The required result is a copy of each line below in which "value" appears.

### Material provided

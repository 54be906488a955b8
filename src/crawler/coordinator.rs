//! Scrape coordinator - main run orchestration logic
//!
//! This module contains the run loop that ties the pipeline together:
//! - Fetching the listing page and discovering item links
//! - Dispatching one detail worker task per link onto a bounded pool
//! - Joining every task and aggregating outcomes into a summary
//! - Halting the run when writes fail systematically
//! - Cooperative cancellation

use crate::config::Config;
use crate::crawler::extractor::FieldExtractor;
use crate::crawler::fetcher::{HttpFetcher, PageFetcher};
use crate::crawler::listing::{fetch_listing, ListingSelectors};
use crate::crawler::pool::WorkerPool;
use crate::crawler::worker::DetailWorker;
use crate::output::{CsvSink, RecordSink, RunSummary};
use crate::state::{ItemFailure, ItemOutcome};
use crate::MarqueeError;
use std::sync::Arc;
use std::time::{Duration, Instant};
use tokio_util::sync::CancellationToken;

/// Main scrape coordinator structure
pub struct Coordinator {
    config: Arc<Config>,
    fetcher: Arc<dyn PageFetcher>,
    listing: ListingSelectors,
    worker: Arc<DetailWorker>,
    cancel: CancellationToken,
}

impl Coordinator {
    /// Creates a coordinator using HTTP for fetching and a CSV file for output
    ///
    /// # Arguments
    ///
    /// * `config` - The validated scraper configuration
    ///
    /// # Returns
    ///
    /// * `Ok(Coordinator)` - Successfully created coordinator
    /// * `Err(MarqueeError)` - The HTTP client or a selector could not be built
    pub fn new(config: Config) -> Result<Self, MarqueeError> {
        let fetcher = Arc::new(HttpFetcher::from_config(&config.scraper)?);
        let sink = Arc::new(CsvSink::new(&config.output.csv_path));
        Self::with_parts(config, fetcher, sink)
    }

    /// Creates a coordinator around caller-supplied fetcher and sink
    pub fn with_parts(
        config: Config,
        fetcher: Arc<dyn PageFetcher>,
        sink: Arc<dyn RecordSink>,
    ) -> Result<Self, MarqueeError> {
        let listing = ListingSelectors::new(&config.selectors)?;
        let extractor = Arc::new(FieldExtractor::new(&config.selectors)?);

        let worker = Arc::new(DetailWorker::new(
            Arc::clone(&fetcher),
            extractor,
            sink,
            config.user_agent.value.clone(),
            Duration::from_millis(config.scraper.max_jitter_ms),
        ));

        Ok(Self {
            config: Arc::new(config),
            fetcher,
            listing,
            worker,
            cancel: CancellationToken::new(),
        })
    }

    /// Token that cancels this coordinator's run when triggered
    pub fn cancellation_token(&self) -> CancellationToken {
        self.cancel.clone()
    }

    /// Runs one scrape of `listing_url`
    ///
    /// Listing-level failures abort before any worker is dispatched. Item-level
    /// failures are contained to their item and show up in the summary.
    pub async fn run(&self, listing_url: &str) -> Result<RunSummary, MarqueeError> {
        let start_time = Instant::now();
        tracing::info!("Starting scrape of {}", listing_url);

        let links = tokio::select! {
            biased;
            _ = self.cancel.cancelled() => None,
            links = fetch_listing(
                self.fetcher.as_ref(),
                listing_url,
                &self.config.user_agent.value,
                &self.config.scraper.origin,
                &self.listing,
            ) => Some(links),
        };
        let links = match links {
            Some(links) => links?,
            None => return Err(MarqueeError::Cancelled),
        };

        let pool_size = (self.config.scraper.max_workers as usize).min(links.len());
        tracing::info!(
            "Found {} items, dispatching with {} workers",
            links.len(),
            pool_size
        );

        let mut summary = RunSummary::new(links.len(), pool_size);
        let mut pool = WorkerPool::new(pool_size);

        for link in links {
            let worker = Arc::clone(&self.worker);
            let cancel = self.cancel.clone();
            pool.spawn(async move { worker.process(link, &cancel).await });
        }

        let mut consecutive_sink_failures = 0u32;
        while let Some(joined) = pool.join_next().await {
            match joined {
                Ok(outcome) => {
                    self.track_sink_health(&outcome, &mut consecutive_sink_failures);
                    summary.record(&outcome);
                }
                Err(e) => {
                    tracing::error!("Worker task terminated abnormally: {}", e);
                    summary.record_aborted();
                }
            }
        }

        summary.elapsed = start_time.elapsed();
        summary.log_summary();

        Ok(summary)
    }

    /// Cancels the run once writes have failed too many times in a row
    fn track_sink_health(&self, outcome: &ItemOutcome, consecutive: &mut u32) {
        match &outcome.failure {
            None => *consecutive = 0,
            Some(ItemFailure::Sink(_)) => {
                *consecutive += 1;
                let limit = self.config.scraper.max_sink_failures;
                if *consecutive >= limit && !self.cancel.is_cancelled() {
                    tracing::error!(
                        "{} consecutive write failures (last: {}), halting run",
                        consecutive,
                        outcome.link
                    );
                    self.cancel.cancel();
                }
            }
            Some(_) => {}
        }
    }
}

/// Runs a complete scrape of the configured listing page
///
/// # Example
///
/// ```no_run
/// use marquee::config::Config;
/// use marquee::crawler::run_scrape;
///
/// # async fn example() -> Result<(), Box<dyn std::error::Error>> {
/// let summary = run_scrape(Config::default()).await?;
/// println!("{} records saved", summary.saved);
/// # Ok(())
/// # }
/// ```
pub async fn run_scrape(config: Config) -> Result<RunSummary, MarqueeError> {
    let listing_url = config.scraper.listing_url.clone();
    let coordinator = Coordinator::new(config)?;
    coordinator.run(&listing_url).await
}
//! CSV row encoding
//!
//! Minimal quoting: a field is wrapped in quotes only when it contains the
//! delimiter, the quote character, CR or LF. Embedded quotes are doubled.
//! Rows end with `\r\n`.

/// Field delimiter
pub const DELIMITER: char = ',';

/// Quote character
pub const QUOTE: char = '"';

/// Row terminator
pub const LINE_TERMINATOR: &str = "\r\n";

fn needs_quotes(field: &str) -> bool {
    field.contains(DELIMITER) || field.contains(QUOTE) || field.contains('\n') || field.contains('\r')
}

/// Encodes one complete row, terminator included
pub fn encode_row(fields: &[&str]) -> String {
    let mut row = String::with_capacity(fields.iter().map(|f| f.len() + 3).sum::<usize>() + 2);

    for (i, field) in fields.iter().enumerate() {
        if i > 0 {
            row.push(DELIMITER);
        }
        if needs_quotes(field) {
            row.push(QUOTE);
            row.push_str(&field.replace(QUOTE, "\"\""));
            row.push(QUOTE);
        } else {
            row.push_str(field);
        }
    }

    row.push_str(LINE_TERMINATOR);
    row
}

######

## Solution to the problem
            config.user_agent.value.clone(),
                &self.config.user_agent.value,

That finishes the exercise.